▶ _Exercise brief_:
Using the data below, return all lines in which "WorkloadInstance" appears.

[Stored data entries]
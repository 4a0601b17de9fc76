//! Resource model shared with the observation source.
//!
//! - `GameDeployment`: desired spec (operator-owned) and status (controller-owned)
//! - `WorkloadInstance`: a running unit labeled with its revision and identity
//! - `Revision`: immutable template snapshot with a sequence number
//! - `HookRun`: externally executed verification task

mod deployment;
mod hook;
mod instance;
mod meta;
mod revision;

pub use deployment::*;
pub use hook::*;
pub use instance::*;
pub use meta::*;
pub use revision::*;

---

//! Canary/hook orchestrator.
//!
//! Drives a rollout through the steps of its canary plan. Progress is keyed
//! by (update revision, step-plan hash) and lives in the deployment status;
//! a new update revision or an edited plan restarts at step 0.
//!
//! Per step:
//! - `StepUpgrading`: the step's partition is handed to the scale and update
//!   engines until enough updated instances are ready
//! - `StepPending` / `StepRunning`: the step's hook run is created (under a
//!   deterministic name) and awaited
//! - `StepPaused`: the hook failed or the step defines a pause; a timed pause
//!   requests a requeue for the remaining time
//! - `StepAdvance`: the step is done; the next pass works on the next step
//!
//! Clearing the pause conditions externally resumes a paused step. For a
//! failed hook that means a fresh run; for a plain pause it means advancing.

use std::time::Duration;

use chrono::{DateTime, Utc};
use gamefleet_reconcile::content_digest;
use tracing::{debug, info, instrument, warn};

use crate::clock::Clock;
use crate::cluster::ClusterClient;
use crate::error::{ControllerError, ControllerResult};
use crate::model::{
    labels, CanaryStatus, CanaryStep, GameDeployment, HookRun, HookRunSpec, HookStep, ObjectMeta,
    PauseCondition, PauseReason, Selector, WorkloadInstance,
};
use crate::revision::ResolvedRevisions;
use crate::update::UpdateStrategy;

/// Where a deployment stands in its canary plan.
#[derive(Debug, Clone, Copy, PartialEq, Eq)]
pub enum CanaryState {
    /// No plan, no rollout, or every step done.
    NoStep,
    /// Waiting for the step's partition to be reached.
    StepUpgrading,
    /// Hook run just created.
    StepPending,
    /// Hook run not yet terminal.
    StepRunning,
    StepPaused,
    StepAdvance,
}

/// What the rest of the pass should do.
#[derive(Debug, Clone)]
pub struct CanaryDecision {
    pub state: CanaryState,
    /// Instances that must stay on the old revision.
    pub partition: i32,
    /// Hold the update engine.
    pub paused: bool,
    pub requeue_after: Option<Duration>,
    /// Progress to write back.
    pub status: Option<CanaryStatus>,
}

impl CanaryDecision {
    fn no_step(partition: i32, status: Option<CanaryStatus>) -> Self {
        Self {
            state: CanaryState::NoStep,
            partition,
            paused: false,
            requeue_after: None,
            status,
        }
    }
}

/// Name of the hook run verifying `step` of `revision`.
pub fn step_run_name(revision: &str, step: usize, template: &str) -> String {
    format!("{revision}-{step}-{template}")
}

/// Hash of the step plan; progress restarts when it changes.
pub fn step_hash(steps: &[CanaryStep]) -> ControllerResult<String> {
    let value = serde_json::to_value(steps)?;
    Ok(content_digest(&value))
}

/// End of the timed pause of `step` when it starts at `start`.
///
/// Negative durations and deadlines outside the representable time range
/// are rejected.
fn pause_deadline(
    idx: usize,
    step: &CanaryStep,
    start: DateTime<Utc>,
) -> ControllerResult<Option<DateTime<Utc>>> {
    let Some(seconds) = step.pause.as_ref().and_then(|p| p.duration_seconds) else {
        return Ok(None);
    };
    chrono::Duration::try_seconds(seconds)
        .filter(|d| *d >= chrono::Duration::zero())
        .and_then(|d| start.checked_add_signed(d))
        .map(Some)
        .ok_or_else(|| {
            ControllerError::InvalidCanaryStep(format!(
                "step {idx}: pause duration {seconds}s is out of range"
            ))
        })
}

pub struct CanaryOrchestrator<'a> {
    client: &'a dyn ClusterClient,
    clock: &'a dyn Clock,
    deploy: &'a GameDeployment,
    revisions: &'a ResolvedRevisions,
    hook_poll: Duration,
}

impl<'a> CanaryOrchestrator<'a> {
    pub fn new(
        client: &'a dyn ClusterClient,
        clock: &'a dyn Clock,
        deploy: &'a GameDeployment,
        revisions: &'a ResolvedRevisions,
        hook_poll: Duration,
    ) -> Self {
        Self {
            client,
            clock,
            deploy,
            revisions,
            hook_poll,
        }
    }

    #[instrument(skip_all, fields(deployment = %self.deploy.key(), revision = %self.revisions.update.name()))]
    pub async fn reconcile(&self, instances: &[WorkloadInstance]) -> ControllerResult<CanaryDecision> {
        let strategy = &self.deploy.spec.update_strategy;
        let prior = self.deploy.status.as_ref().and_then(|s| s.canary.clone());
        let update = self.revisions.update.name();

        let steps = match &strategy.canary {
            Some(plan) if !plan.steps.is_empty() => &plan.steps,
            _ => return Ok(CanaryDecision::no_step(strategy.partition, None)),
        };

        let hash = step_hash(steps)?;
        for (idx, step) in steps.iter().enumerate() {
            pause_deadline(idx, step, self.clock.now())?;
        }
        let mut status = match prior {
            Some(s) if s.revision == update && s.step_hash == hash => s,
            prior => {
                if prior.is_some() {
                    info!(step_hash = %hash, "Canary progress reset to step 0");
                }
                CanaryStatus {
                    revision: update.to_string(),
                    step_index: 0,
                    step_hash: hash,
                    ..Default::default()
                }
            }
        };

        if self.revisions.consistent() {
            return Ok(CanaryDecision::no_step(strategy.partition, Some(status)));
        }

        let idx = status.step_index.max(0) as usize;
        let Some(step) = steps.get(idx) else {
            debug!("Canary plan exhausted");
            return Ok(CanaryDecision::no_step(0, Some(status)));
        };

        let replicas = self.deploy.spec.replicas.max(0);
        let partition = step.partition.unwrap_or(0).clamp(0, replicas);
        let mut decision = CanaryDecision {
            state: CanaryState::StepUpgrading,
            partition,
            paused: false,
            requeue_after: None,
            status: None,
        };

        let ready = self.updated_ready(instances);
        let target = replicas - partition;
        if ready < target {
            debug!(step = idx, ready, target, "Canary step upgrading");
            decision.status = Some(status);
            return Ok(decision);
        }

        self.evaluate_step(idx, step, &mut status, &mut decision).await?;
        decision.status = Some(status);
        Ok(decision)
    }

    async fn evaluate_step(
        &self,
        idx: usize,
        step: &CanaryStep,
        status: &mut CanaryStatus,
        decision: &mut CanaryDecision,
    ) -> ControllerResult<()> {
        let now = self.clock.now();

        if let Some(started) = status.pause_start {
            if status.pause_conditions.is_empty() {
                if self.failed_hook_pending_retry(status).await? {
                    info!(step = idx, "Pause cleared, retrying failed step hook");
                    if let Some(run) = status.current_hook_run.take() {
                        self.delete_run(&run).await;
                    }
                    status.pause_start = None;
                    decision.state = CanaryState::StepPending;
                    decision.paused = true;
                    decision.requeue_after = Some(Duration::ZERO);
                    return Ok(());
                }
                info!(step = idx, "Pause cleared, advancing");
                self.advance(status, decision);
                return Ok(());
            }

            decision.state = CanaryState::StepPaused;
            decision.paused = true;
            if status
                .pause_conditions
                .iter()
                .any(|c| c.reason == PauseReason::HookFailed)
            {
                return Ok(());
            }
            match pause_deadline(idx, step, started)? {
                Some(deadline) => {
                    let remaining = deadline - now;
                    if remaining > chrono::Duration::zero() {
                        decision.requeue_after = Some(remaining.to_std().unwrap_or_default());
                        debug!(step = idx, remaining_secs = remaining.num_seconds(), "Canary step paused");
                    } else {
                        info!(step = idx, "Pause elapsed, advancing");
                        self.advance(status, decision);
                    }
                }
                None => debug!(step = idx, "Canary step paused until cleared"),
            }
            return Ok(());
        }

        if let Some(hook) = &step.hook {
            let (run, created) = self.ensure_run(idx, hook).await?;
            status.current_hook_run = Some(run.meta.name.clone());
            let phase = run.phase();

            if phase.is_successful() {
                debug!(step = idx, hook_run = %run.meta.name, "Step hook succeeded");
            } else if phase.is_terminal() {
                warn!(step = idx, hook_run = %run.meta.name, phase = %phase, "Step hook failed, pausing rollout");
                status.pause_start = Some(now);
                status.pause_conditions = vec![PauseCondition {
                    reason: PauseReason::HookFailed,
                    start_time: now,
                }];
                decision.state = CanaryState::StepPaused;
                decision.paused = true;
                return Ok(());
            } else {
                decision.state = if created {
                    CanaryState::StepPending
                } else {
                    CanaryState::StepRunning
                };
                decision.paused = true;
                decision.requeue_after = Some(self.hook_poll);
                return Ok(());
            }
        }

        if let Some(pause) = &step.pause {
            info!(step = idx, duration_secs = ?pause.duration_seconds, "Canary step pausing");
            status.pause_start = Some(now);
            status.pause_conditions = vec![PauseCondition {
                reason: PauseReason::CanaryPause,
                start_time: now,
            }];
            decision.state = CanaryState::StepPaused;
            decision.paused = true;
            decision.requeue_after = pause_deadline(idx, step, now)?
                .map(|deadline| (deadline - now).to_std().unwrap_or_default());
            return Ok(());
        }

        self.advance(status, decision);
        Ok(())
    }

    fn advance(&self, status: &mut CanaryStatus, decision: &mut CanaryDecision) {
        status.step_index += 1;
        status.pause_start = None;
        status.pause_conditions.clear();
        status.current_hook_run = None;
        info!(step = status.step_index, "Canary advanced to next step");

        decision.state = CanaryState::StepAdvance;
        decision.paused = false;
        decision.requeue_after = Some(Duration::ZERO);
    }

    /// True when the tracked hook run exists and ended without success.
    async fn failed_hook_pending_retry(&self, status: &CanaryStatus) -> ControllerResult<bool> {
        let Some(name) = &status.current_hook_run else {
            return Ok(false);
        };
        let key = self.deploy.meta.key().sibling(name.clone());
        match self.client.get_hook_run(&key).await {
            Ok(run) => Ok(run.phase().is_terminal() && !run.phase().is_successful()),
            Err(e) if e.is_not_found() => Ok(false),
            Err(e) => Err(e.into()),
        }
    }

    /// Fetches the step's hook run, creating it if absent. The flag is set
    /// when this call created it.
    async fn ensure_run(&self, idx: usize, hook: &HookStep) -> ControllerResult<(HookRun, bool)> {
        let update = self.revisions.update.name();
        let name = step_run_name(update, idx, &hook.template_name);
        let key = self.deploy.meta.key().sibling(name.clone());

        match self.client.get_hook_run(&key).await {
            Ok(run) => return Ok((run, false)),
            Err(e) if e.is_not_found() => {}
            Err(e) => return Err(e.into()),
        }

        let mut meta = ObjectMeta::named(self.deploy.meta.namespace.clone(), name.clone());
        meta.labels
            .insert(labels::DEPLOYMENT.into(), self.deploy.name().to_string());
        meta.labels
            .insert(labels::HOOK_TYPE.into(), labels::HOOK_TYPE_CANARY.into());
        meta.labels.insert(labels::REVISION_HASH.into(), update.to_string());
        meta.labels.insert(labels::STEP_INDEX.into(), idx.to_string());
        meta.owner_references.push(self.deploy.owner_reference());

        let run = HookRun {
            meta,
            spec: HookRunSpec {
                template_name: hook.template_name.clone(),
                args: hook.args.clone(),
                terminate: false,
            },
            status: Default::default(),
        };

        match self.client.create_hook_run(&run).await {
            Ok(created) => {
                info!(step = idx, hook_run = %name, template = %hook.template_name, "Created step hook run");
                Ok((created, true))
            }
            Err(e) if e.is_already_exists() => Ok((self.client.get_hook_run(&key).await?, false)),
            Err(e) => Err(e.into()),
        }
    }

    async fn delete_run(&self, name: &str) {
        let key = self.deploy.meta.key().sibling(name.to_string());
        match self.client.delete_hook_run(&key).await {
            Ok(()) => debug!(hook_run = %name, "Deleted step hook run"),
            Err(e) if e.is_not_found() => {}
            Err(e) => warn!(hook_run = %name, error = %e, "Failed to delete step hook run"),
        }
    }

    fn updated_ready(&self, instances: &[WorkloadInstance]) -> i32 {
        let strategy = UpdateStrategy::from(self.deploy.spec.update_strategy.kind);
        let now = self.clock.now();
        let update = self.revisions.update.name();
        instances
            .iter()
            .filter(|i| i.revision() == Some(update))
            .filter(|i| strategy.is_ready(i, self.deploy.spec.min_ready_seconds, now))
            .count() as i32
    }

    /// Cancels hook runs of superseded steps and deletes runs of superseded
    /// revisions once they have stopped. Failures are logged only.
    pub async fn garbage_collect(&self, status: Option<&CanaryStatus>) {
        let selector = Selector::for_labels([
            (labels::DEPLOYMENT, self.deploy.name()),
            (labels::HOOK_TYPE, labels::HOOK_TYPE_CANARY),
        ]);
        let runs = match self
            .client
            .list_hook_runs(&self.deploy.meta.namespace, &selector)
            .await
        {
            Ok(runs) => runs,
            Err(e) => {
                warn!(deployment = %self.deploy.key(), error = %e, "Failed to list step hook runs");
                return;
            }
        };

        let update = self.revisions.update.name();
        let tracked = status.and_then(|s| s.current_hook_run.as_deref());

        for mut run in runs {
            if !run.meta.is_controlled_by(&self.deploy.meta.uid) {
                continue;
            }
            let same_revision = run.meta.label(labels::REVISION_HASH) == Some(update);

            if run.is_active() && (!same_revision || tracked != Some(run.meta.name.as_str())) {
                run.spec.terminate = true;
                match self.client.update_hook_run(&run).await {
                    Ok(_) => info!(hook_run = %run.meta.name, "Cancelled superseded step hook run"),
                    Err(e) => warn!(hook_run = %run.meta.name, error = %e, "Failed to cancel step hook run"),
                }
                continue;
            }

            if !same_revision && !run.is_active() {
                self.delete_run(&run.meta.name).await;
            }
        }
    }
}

▶ _Result for this task_:
//! - `WorkloadInstance`: a running unit labeled with its revision and identity
    PauseCondition, PauseReason, Selector, WorkloadInstance,
    pub async fn reconcile(&self, instances: &[WorkloadInstance]) -> ControllerResult<CanaryDecision> {
    fn updated_ready(&self, instances: &[WorkloadInstance]) -> i32 {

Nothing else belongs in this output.